■ **EXERCISE**
Would you count the lines below that contain the string "monitored" and reply with that number only?

Dataset entries:
================
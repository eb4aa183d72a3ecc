//! Geofence data model.
//!
//! A `Geofence` is what callers register: a circular region plus the callback
//! handle that the execution environment resolves to an entry point. A
//! `Region` is the subset the platform location service monitors and reports
//! back in transition callbacks.

use std::fmt;

use serde::{Deserialize, Serialize};

use crate::error::{GeofenceResult, ValidationError};

/// Radius applied to every registered geofence, in meters.
pub const DEFAULT_RADIUS_METERS: f64 = 1500.0;

const EARTH_RADIUS_METERS: f64 = 6_371_000.0;

/// Opaque token resolved by the execution environment to an entry point.
///
/// Zero is a valid handle; absence is always expressed with `Option`.
#[derive(Debug, Clone, Copy, PartialEq, Eq, Hash, Serialize, Deserialize)]
#[serde(transparent)]
pub struct CallbackHandle(i64);

impl CallbackHandle {
    /// Wrap a raw handle value.
    #[must_use]
    pub const fn new(raw: i64) -> Self {
        Self(raw)
    }

    /// The raw handle value.
    #[must_use]
    pub const fn raw(self) -> i64 {
        self.0
    }
}

impl fmt::Display for CallbackHandle {
    fn fmt(&self, f: &mut fmt::Formatter<'_>) -> fmt::Result {
        write!(f, "{}", self.0)
    }
}

impl From<i64> for CallbackHandle {
    fn from(raw: i64) -> Self {
        Self(raw)
    }
}

/// A WGS84 latitude/longitude pair in degrees.
#[derive(Debug, Clone, Copy, PartialEq, Serialize, Deserialize)]
pub struct Coordinate {
    /// Degrees north, in `[-90, 90]`.
    pub latitude: f64,
    /// Degrees east, in `[-180, 180]`.
    pub longitude: f64,
}

impl Coordinate {
    /// Create a coordinate without validation.
    #[must_use]
    pub const fn new(latitude: f64, longitude: f64) -> Self {
        Self { latitude, longitude }
    }

    /// Create a coordinate, rejecting out-of-range or non-finite values.
    ///
    /// # Errors
    /// `LatitudeOutOfRange` or `LongitudeOutOfRange`.
    pub fn checked(latitude: f64, longitude: f64) -> Result<Self, ValidationError> {
        if !latitude.is_finite() || !(-90.0..=90.0).contains(&latitude) {
            return Err(ValidationError::LatitudeOutOfRange { value: latitude });
        }
        if !longitude.is_finite() || !(-180.0..=180.0).contains(&longitude) {
            return Err(ValidationError::LongitudeOutOfRange { value: longitude });
        }
        Ok(Self { latitude, longitude })
    }

    /// Great-circle distance to `other` in meters (haversine).
    #[must_use]
    pub fn distance_to(&self, other: &Self) -> f64 {
        let dlat = (other.latitude - self.latitude).to_radians();
        let dlng = (other.longitude - self.longitude).to_radians();

        let a = (dlat / 2.0).sin().powi(2)
            + self.latitude.to_radians().cos()
                * other.latitude.to_radians().cos()
                * (dlng / 2.0).sin().powi(2);

        let c = 2.0 * a.sqrt().atan2((1.0 - a).sqrt());

        EARTH_RADIUS_METERS * c
    }
}

/// Region transition reported by the location service.
#[derive(Debug, Clone, Copy, PartialEq, Eq, Hash, Serialize, Deserialize)]
#[serde(rename_all = "snake_case")]
pub enum TransitionKind {
    Enter,
    Exit,
}

impl TransitionKind {
    /// Wire code sent to the execution environment: Enter=1, Exit=0.
    #[must_use]
    pub const fn code(self) -> i64 {
        match self {
            Self::Enter => 1,
            Self::Exit => 0,
        }
    }
}

impl fmt::Display for TransitionKind {
    fn fmt(&self, f: &mut fmt::Formatter<'_>) -> fmt::Result {
        match self {
            Self::Enter => f.write_str("enter"),
            Self::Exit => f.write_str("exit"),
        }
    }
}

/// A circular region as monitored by the platform.
#[derive(Debug, Clone, PartialEq, Serialize, Deserialize)]
pub struct Region {
    /// Caller-chosen identifier, unique within the monitored set.
    pub id: String,
    /// Center of the circle.
    pub center: Coordinate,
    /// Radius in meters.
    pub radius: f64,
}

impl Region {
    /// Region with the default radius.
    #[must_use]
    pub fn new(id: impl Into<String>, center: Coordinate) -> Self {
        Self {
            id: id.into(),
            center,
            radius: DEFAULT_RADIUS_METERS,
        }
    }
}

fn check_radius(radius: f64) -> GeofenceResult<()> {
    if !radius.is_finite() || radius <= 0.0 {
        return Err(ValidationError::InvalidRadius { value: radius }.into());
    }
    Ok(())
}

/// A caller-registered circular region with its notification callback.
#[derive(Debug, Clone, PartialEq, Serialize, Deserialize)]
///
/// Fields are public for struct-literal construction; the manager validates
/// every geofence it is given, however it was built.
pub struct Geofence {
    /// Region identifier, non-empty.
    pub id: String,
    /// Center of the circle.
    pub center: Coordinate,
    /// Radius in meters, positive and finite.
    pub radius: f64,
    /// Handle passed back in every notification for this region.
    pub callback: CallbackHandle,
}

impl Geofence {
    /// Build a validated geofence with the default radius.
    ///
    /// # Errors
    /// `EmptyRegionId` for a blank id, or a range error for the coordinates.
    pub fn new(
        callback: CallbackHandle,
        id: impl Into<String>,
        latitude: f64,
        longitude: f64,
    ) -> GeofenceResult<Self> {
        let id = id.into();
        if id.trim().is_empty() {
            return Err(ValidationError::EmptyRegionId.into());
        }
        let center = Coordinate::checked(latitude, longitude)?;
        Ok(Self {
            id,
            center,
            radius: DEFAULT_RADIUS_METERS,
            callback,
        })
    }

    /// Override the radius (meters).
    ///
    /// # Errors
    /// `InvalidRadius` unless `radius` is positive and finite.
    pub fn with_radius(mut self, radius: f64) -> GeofenceResult<Self> {
        check_radius(radius)?;
        self.radius = radius;
        Ok(self)
    }

    /// Re-check every field, for geofences built as struct literals.
    ///
    /// # Errors
    /// The same validation errors as [`Self::new`] and [`Self::with_radius`].
    pub fn validate(&self) -> GeofenceResult<()> {
        if self.id.trim().is_empty() {
            return Err(ValidationError::EmptyRegionId.into());
        }
        Coordinate::checked(self.center.latitude, self.center.longitude)?;
        check_radius(self.radius)
    }

    /// The region handed to the location service.
    #[must_use]
    pub fn region(&self) -> Region {
        Region {
            id: self.id.clone(),
            center: self.center,
            radius: self.radius,
        }
    }
}
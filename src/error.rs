//! Error types for the geofencing crate.
//!
//! All errors are strongly typed using thiserror so callers can match on
//! specific conditions. Transition dispatch never produces an error for the
//! caller: unknown regions and store lookup failures are counted instead.

use thiserror::Error;

use crate::storage::StorageError;

/// Validation errors that occur during input validation.
#[derive(Debug, Error)]
pub enum ValidationError {
    #[error("Region id cannot be empty")]
    EmptyRegionId,

    #[error("Latitude {value} is out of range [-90.0, 90.0]")]
    LatitudeOutOfRange {
        value: f64,
    },

    #[error("Longitude {value} is out of range [-180.0, 180.0]")]
    LongitudeOutOfRange {
        value: f64,
    },

    #[error("Radius {value} must be a positive, finite number of meters")]
    InvalidRadius {
        value: f64,
    },

    #[error("Invalid configuration for '{field}': {reason}")]
    InvalidConfig {
        field: String,
        reason: String,
    },
}

/// Execution errors that occur while running commands.
#[derive(Debug, Error)]
pub enum ExecutionError {
    #[error("Execution environment failed to start: {reason}")]
    BootstrapFailed {
        reason: String,
    },

    #[error("No dispatcher entry handle has been persisted")]
    MissingDispatcherHandle,

    #[error("Location source error: {message}")]
    LocationSource {
        message: String,
    },

    #[error("Storage error: {message}")]
    Storage {
        message: String,
    },

    #[error("Channel disconnected: {path}")]
    Disconnected {
        path: String,
    },

    #[error("Operation timed out after {duration_ms}ms")]
    Timeout {
        duration_ms: u64,
    },
}

/// Errors decoding calls arriving over the method-call channel.
#[derive(Debug, Error)]
pub enum ChannelError {
    #[error("Unknown method: {method}")]
    UnknownMethod {
        method: String,
    },

    #[error("Malformed arguments for {method}: {reason}")]
    MalformedArguments {
        method: String,
        reason: String,
    },
}

/// Top-level error type.
#[derive(Debug, Error)]
pub enum GeofenceError {
    #[error("Validation error: {0}")]
    Validation(#[from] ValidationError),

    #[error("Execution error: {0}")]
    Execution(#[from] ExecutionError),

    #[error("Channel error: {0}")]
    Channel(#[from] ChannelError),

    #[error("Internal error: {message}")]
    Internal {
        message: String,
    },
}

impl From<StorageError> for GeofenceError {
    fn from(err: StorageError) -> Self {
        Self::Execution(ExecutionError::Storage {
            message: err.to_string(),
        })
    }
}

impl GeofenceError {
    /// Creates an internal error.
    #[must_use]
    pub fn internal(message: impl Into<String>) -> Self {
        Self::Internal {
            message: message.into(),
        }
    }

    /// Returns true if this is a validation error.
    #[must_use]
    pub const fn is_validation(&self) -> bool {
        matches!(self, Self::Validation(_))
    }

    /// Returns true if this is an execution error.
    #[must_use]
    pub const fn is_execution(&self) -> bool {
        matches!(self, Self::Execution(_))
    }

    /// Returns true if this is a channel error.
    #[must_use]
    pub const fn is_channel(&self) -> bool {
        matches!(self, Self::Channel(_))
    }

    /// Returns true if this is an internal error.
    #[must_use]
    pub const fn is_internal(&self) -> bool {
        matches!(self, Self::Internal { .. })
    }

    /// Returns true if this error is retryable.
    ///
    /// A failed bootstrap leaves the manager in `Initializing` with its buffer
    /// intact, so `initialize_service` may be called again.
    #[must_use]
    pub const fn is_retryable(&self) -> bool {
        match self {
            Self::Validation(_) | Self::Channel(_) | Self::Internal { .. } => false,
            Self::Execution(e) => matches!(
                e,
                ExecutionError::BootstrapFailed { .. }
                    | ExecutionError::Timeout { .. }
                    | ExecutionError::LocationSource { .. }
            ),
        }
    }
}

/// Result type alias for geofencing operations.
pub type GeofenceResult<T> = Result<T, GeofenceError>;

#[cfg(test)]
mod tests {
    use super::*;

    #[test]
    fn test_validation_error_latitude() {
        let err = ValidationError::LatitudeOutOfRange { value: 91.5 };
        let msg = format!("{err}");
        assert!(msg.contains("91.5"));
        assert!(msg.contains("out of range"));
    }

    #[test]
    fn test_execution_error_bootstrap() {
        let err = ExecutionError::BootstrapFailed {
            reason: "entry point not found".to_string(),
        };
        let msg = format!("{err}");
        assert!(msg.contains("failed to start"));
        assert!(msg.contains("entry point not found"));
    }

    #[test]
    fn test_execution_error_timeout() {
        let err = ExecutionError::Timeout { duration_ms: 5000 };
        assert!(format!("{err}").contains("5000ms"));
    }

    #[test]
    fn test_channel_error_unknown_method() {
        let err = ChannelError::UnknownMethod {
            method: "GeofencingPlugin.nope".to_string(),
        };
        assert!(format!("{err}").contains("GeofencingPlugin.nope"));
    }

    #[test]
    fn test_geofence_error_from_validation() {
        let err: GeofenceError = ValidationError::EmptyRegionId.into();
        assert!(err.is_validation());
        assert!(!err.is_retryable());
    }

    #[test]
    fn test_geofence_error_from_storage() {
        let err: GeofenceError = StorageError::BackendError("disk full".to_string()).into();
        assert!(err.is_execution());
        assert!(format!("{err}").contains("disk full"));
    }

    #[test]
    fn test_geofence_error_retryable() {
        let bootstrap: GeofenceError = ExecutionError::BootstrapFailed {
            reason: "x".to_string(),
        }
        .into();
        assert!(bootstrap.is_retryable());

        let missing: GeofenceError = ExecutionError::MissingDispatcherHandle.into();
        assert!(!missing.is_retryable());

        let internal = GeofenceError::internal("unexpected state");
        assert!(internal.is_internal());
        assert!(!internal.is_retryable());
    }
}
================
■ **ANSWER TO THIS EXERCISE**
2